The primary success criterion is whether the individual donor identifying with our profile feels that the portfolio of projects covered by the service is more effective than the result of each donor acting independently. We broke this requirement into individual indicators:
- Is the overall outcome more satisfying than an ad-hoc, advertising-driven, individual portfolio?
- Did the discovery method produce a better selection of work than passive individual efforts or a basic search via search engine or existing directory?
- Are donors willing to give more money than before?
Secondary success criteria were:
- To deliver a portfolio of grants driven by our donors’ quantitative preferences
- To deliver a number of grants not realistically attainable by an individual donor
- To deliver a portfolio of grants covering all categories in our scope
- To include projects that would normally find it difficult to reach our donors individually
- To support charities of different sizes, and to support small charities with repeated grants
- To include a geographical spread of projects both in the UK and worldwide
Here we provide a summary of the service outcomes, before sharing details of our experiences in each of the solution areas.
All of the success criteria listed above were met to our satisfaction, with the following achievements:
- £25,971 raised and distributed in line with expression data
- 78 grants made, ranging from £100 to £1000
- 5 regular and 2 occasional donors, all personally known to the charity’s board, all with registered expression data
- 9 years of accepting donations (2010-2018)
- 10 categories of charitable cause
- Geographical coverage of England, Scotland and Wales,1Projects were selected so that every location in Britain has at least 1-2 funded projects based within 50 miles. and causes abroad covering 6 continents
62p was the average monthly donation per grant, or £5.52 if every grant had recurred annually.2Donation per month per donor per grant, with £25,971 over 108 months, 5 donors, and 78 grants (or 8.7 annually-recurring grants). This shows that the portfolio’s breadth could not have been achieved without bringing the donors together. These figures depend primarily on the number of donors, average donation and average grant size, but in general will decrease as more donors become involved – it would take just 2,500 median donors to reduce the larger figure to 1p (though we would expect to increase the average grant size in practice). We note that our group gave at a rate about double the national median, though this has little significance for our conclusions.

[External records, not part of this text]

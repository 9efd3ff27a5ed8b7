//! Filesystem error type.

use thiserror_no_std::Error;

/// Error from [`crate::Fat16Volume`] operations, generic over the block
/// device's error.
#[derive(Debug, Clone, Copy, PartialEq, Eq, Error)]
#[cfg_attr(feature = "defmt", derive(defmt::Format))]
pub enum Fat16Error<E: core::fmt::Debug> {
    /// The underlying block device failed.
    #[error("block device error: {0:?}")]
    Device(E),
    /// None of the four MBR entries carries a FAT16 type code (4, 6, 14).
    #[error("no FAT16 partition in the MBR")]
    NoFat16Partition,
    /// Boot sector signature missing or geometry fields zero.
    #[error("invalid FAT16 boot sector")]
    InvalidBootSector,
    /// A read needed the cluster after this one but the FAT marks it free,
    /// bad or end-of-chain.
    #[error("cluster chain broken after cluster {0}")]
    BrokenChain(u16),
    /// A cluster number below 2 was about to be dereferenced.
    #[error("invalid cluster number {0}")]
    InvalidCluster(u16),
    /// No regular root directory entry with the requested 8.3 name.
    #[error("file not found")]
    NotFound,
}
//! Archive Error Types
//!
//! Structured errors using `exn` for automatic location tracking and error
//! tree construction.

use derive_more::{Display, Error};
use std::io::Error as IoError;
use std::path::PathBuf;

/// An archiving error with automatic location tracking.
pub type Error = exn::Exn<ErrorKind>;
/// Result type alias for archiving operations.
pub type Result<T> = std::result::Result<T, Error>;

/// Actionable error categories.
///
/// These describe what the caller should *do*, not what went wrong internally.
#[derive(Debug, Display, Error)]
pub enum ErrorKind {
    /// Source path does not exist or is not a directory.
    #[display("not an archivable directory: {}", _0.display())]
    NotADirectory(#[error(not(source))] PathBuf),
    /// Archive is corrupt or truncated. Don't retry with the same input.
    #[display("invalid or corrupted archive")]
    InvalidArchive,
    /// Underlying I/O failure while reading the tree or writing the archive.
    #[display("I/O error: {_0}")]
    Io(IoError),
}

impl From<IoError> for ErrorKind {
    fn from(err: IoError) -> Self {
        Self::Io(err)
    }
}

impl ErrorKind {
    /// Returns `true` if retrying might succeed.
    pub fn is_retryable(&self) -> bool {
        matches!(self, Self::Io(_))
    }
}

The service ran at low financial cost covered by the directors. The main overheads at this small scale were accountancy, postage, and web hosting costs.
Our categories involved varying degrees of nuance in interpretation. Some broader categories warranted detailed internal discussion, which we outline here.
For health projects, there are not just different types of ailment but very different types of response and long-term strategies, and making some choice between these is unavoidable. Taking responses to cancer as a familiar example, we find projects at every point of the scale from prevention to cure to palliative care to family and bereavement counselling, and providing everything from research to direct action at each point. For our scope we wanted to strike a balance between direct action, positive long-term strategy, and representing areas that might be undiscovered or forgotten by individual donors.
Education was a hard category to interpret widely, especially after we took the decision to treat school-building projects abroad under the Development category. While in developing countries there are many projects to build and run schools relying on charitable assistance, domestically the need is harder to interpret, with basic education provided to all and funded solely by government. We found promising projects for vulnerable and underprivileged groups and rehabilitating offenders, but beyond this it was problematic to find appropriate activities because of the contrast with educational work in developing countries. Education scored highly in donor preferences, and we do not think this is an accurate reflection of domestic needs outside of general schooling, so for this category in particular defining the scope earlier could have avoided confusing donors.
The addiction and abuse categories we presumed to carry strong primary interpretations of drug and alcohol addiction and domestic abuse. We felt that this dominance was not problematic at this time, but did not intend to neglect other types of addiction or abuse.
An extra complication in the above was that child abuse was another dominant interpretation, but we had a dedicated category for children. This was not the only complication involving children’s projects – for almost any problem, we found projects specialising in children suffering from that problem. This was particularly apparent when we received applications, when a large number of projects involved holidays for sick children and their families. We considered this to be a market distortion driven by biases in selection processes, and it was a factor in our decision to look for alternative discovery methods.
The elderly category carried a complication in that it mainly comprises a collection of ailments suffered disproportionately but not uniquely nor universally by the elderly, including reduced health and physical capability, increased isolation, and poverty. Looking into the work done by existing grant-makers for the elderly showed that our characterisation of the category was in line with them, and we believe that donors would not be surprised by the projects involved.
We consider it unambiguous that some current and major environmental issues are polarising, which means that they are not considered in our scope, and a donor should continue to use alternative methods to support them. Our decision has been to prioritise and preserve a simple interpretation of charity, and make it widely acceptable. We were still able to accept several environmental projects into our portfolio, but found that candidate projects were more likely than those in other categories to state strong political positions alongside their work, which often meant that we needed to discount them.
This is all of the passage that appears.